Note: When you reattach detached objects you need to make sure that the dependent objects are reatched as well.
Q. How would you reatach detached objects to a session when the same object has already been loaded into the session?
You can use the session.merge() method call.
Q. What are the best practices for defining your Hibernate persistent classes?
1.You must have a default no-argument constructor for your persistent classes and there should be getXXX() (i.e accessor/getter) and setXXX( i.e. mutator/setter) methods for all your persistable instance variables.
2.You should implement the equals() and hashCode() methods based on your business key and it is important not to use the id field in your equals() and hashCode() definition if the id field is a surrogate key (i.e. Hibernate managed identifier). This is because the Hibernate only generates and sets the field when saving the object.
3. It is recommended to implement the Serializable interface. This is potentially useful if you want to migrate around a multi-processor cluster.
4.The persistent class should not be final because if it is final then lazy loading cannot be used by creating proxy objects.
5.Use XDoclet tags for generating your *.hbm.xml files or Annotations (JDK 1.5 onwards), which are less verbose than *.hbm.xml files.
Q. What are POJOs?
POJO stands for plain old java objects. These are just basic JavaBeans that have defined
setter and getter methods for all the properties that are there in that bean. Besides they
can also have some business logic related to that property. Hibernate applications works
efficiently with POJOs rather then simple java classes.
Q. What is object/relational mapping metadata?

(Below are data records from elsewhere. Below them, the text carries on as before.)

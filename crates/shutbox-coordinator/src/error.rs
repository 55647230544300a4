//! Error types for the coordination layer.

use shutbox_game::{ErrorKind, GameError};
use shutbox_protocol::SessionId;

use crate::StoreError;

/// Errors returned by [`SessionCoordinator`](crate::SessionCoordinator)
/// operations.
#[derive(Debug, thiserror::Error)]
pub enum CoordinatorError {
    /// The rules engine refused the action. State is unchanged.
    #[error(transparent)]
    Game(#[from] GameError),

    /// No session with this id is registered.
    #[error("session {0} not found")]
    SessionNotFound(SessionId),

    /// The session's actor has stopped or its mailbox is closed.
    #[error("session {0} is unavailable")]
    Unavailable(SessionId),

    /// The durable store failed; the transition was not committed.
    #[error(transparent)]
    Store(#[from] StoreError),
}

impl CoordinatorError {
    /// Classifies this error into the caller-facing taxonomy.
    pub fn kind(&self) -> ErrorKind {
        match self {
            Self::Game(err) => err.kind(),
            Self::SessionNotFound(_) => ErrorKind::NotFound,
            Self::Unavailable(_) | Self::Store(_) => ErrorKind::Unavailable,
        }
    }
}
//! Edit log for transaction state.
//!
//! Every status transition appends the full transaction record; eviction of
//! expired transactions appends a removal. The file format is one JSON
//! document per line. A torn final line (crash mid-append) is dropped on
//! load; corruption anywhere else is an error.

use std::fs::{self, File, OpenOptions};
use std::io::{BufRead, BufReader, Write};
use std::path::{Path, PathBuf};
use std::sync::Mutex;

use anyhow::Context;
use serde::{Deserialize, Serialize};

use crate::txn::TransactionState;
use crate::{DbId, TxnId};

#[derive(Serialize, Deserialize, Clone, Debug, PartialEq)]
#[serde(tag = "op", content = "entry", rename_all = "snake_case")]
pub enum JournalEntry {
    UpsertTransaction(TransactionState),
    RemoveTransactions { db_id: DbId, txn_ids: Vec<TxnId> },
}

pub trait EditLog: Send + Sync + 'static {
    fn append(&self, entry: &JournalEntry) -> anyhow::Result<()>;

    /// All entries in append order.
    fn load(&self) -> anyhow::Result<Vec<JournalEntry>>;
}

/// JSON-lines edit log backed by a local file.
pub struct FileEditLog {
    path: PathBuf,
    file: Mutex<File>,
    sync: bool,
}

impl FileEditLog {
    pub fn open(path: impl AsRef<Path>, sync: bool) -> anyhow::Result<Self> {
        let path = path.as_ref().to_path_buf();
        if let Some(parent) = path.parent() {
            fs::create_dir_all(parent)
                .with_context(|| format!("create journal dir {}", parent.display()))?;
        }
        let file = OpenOptions::new()
            .create(true)
            .append(true)
            .read(true)
            .open(&path)
            .with_context(|| format!("open journal {}", path.display()))?;
        Ok(Self {
            path,
            file: Mutex::new(file),
            sync,
        })
    }

    pub fn path(&self) -> &Path {
        &self.path
    }
}

impl EditLog for FileEditLog {
    fn append(&self, entry: &JournalEntry) -> anyhow::Result<()> {
        let mut line = serde_json::to_vec(entry).context("encode journal entry")?;
        line.push(b'\n');
        let mut file = self.file.lock().expect("journal file lock");
        file.write_all(&line).context("append journal entry")?;
        if self.sync {
            file.sync_data().context("sync journal")?;
        }
        Ok(())
    }

    fn load(&self) -> anyhow::Result<Vec<JournalEntry>> {
        let file = File::open(&self.path)
            .with_context(|| format!("open journal {}", self.path.display()))?;
        let lines: Vec<String> = BufReader::new(file)
            .lines()
            .collect::<Result<_, _>>()
            .context("read journal")?;
        let mut entries = Vec::with_capacity(lines.len());
        let last = lines.len().saturating_sub(1);
        for (idx, line) in lines.iter().enumerate() {
            if line.trim().is_empty() {
                continue;
            }
            match serde_json::from_str(line) {
                Ok(entry) => entries.push(entry),
                Err(err) if idx == last => {
                    tracing::warn!(
                        path = %self.path.display(),
                        error = %err,
                        "dropping torn journal tail"
                    );
                }
                Err(err) => {
                    return Err(err).with_context(|| format!("decode journal line {}", idx + 1));
                }
            }
        }
        Ok(entries)
    }
}

/// Volatile edit log for tests and standalone runs without a data dir.
#[derive(Default)]
pub struct MemoryEditLog {
    entries: Mutex<Vec<JournalEntry>>,
}

impl MemoryEditLog {
    pub fn new() -> Self {
        Self::default()
    }

    pub fn entries(&self) -> Vec<JournalEntry> {
        self.entries.lock().expect("journal lock").clone()
    }
}

impl EditLog for MemoryEditLog {
    fn append(&self, entry: &JournalEntry) -> anyhow::Result<()> {
        self.entries.lock().expect("journal lock").push(entry.clone());
        Ok(())
    }

    fn load(&self) -> anyhow::Result<Vec<JournalEntry>> {
        Ok(self.entries())
    }
}

#[cfg(test)]
mod tests {
    use super::*;
    use crate::txn::{
        LoadJobSourceType, PartitionCommitInfo, Quantiles, TableCommitInfo, TxnCoordinator,
        TxnStatus,
    };

    fn txn(txn_id: TxnId) -> TransactionState {
        TransactionState::new(
            1,
            vec![2],
            txn_id,
            format!("label-{txn_id}"),
            TxnCoordinator::fe("127.0.0.1"),
            LoadJobSourceType::Frontend,
            1_000,
            0,
        )
    }

    #[test]
    fn file_log_survives_reopen() {
        let dir = tempfile::tempdir().expect("tempdir");
        let path = dir.path().join("meta").join("txn_journal.log");
        {
            let log = FileEditLog::open(&path, true).expect("open");
            log.append(&JournalEntry::UpsertTransaction(txn(1))).expect("append");
            log.append(&JournalEntry::RemoveTransactions {
                db_id: 1,
                txn_ids: vec![1],
            })
            .expect("append");
        }
        let log = FileEditLog::open(&path, false).expect("reopen");
        let entries = log.load().expect("load");
        assert_eq!(entries.len(), 2);
        match &entries[0] {
            JournalEntry::UpsertTransaction(t) => assert_eq!(t.label, "label-1"),
            other => panic!("unexpected entry: {other:?}"),
        }
    }

    #[test]
    fn committed_txn_with_commit_infos_survives_reopen() {
        let dir = tempfile::tempdir().expect("tempdir");
        let path = dir.path().join("txn_journal.log");

        let mut committed = txn(7);
        committed.status = TxnStatus::Committed;
        committed.commit_time = 2_000;
        let mut info = PartitionCommitInfo::new(100, 6);
        info.version_time = -2_500;
        info.compaction_score = Quantiles::compute(&[1.0, 3.0]);
        info.first_load_row_counts.insert(1000, 42);
        let mut table = TableCommitInfo::new(10);
        table.partitions.insert(100, info);
        committed.table_commit_infos.insert(10, table);
        committed.ledger.record_error(10_002);
        committed.ledger.record_unknown(10_013);

        let mut visible = committed.clone();
        visible.txn_id = 8;
        visible.status = TxnStatus::Visible;
        visible.finish_time = 3_000;

        {
            let log = FileEditLog::open(&path, true).expect("open");
            log.append(&JournalEntry::UpsertTransaction(committed.clone()))
                .expect("append");
            log.append(&JournalEntry::UpsertTransaction(visible.clone()))
                .expect("append");
        }
        let log = FileEditLog::open(&path, false).expect("reopen");
        let entries = log.load().expect("load");
        assert_eq!(
            entries,
            vec![
                JournalEntry::UpsertTransaction(committed),
                JournalEntry::UpsertTransaction(visible),
            ]
        );
    }

    #[test]
    fn torn_tail_is_dropped() {
        let dir = tempfile::tempdir().expect("tempdir");
        let path = dir.path().join("txn_journal.log");
        let log = FileEditLog::open(&path, false).expect("open");
        log.append(&JournalEntry::UpsertTransaction(txn(1))).expect("append");
        drop(log);
        let mut file = OpenOptions::new().append(true).open(&path).expect("open raw");
        file.write_all(b"{\"op\":\"upsert_tra").expect("write torn tail");
        drop(file);

        let log = FileEditLog::open(&path, false).expect("reopen");
        assert_eq!(log.load().expect("load").len(), 1);
    }

    #[test]
    fn corruption_before_tail_is_an_error() {
        let dir = tempfile::tempdir().expect("tempdir");
        let path = dir.path().join("txn_journal.log");
        fs::write(&path, "garbage\n").expect("write");
        let log = FileEditLog::open(&path, false).expect("open");
        log.append(&JournalEntry::UpsertTransaction(txn(1))).expect("append");
        assert!(log.load().is_err());
    }
}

ORM tools require a metadata format for the application to specify the mapping between
classes and tables, properties and columns, associations and foreign keys, Java types and
SQL types. This information is called the object/relational mapping metadata. It defines
the transformation between the different data type systems and relationship
representations.
Q. What is HQL?
HQL stands for Hibernate Query Language. Hibernate allows the user to express queries
in its own portable SQL extension and this is called as HQL. It also allows the user to
express in native SQL.
Q. What are managed associations and hibernate associations?
Associations that are related to container management persistence are called managed
associations. These are bi-directional associations. Coming to hibernate associations,
these are unidirectional.
Q. Where should SessionFactory be placed so that it can be easily accessed?
As far as it is compared to J2EE environment, if the SessionFactory is placed in JNDI
then it can be easily accessed and shared between different threads and various
components that are hibernate aware. You can set the SessionFactory to a JNDI by
configuring a property hibernate.session_factory_name in the hibernate.properties file.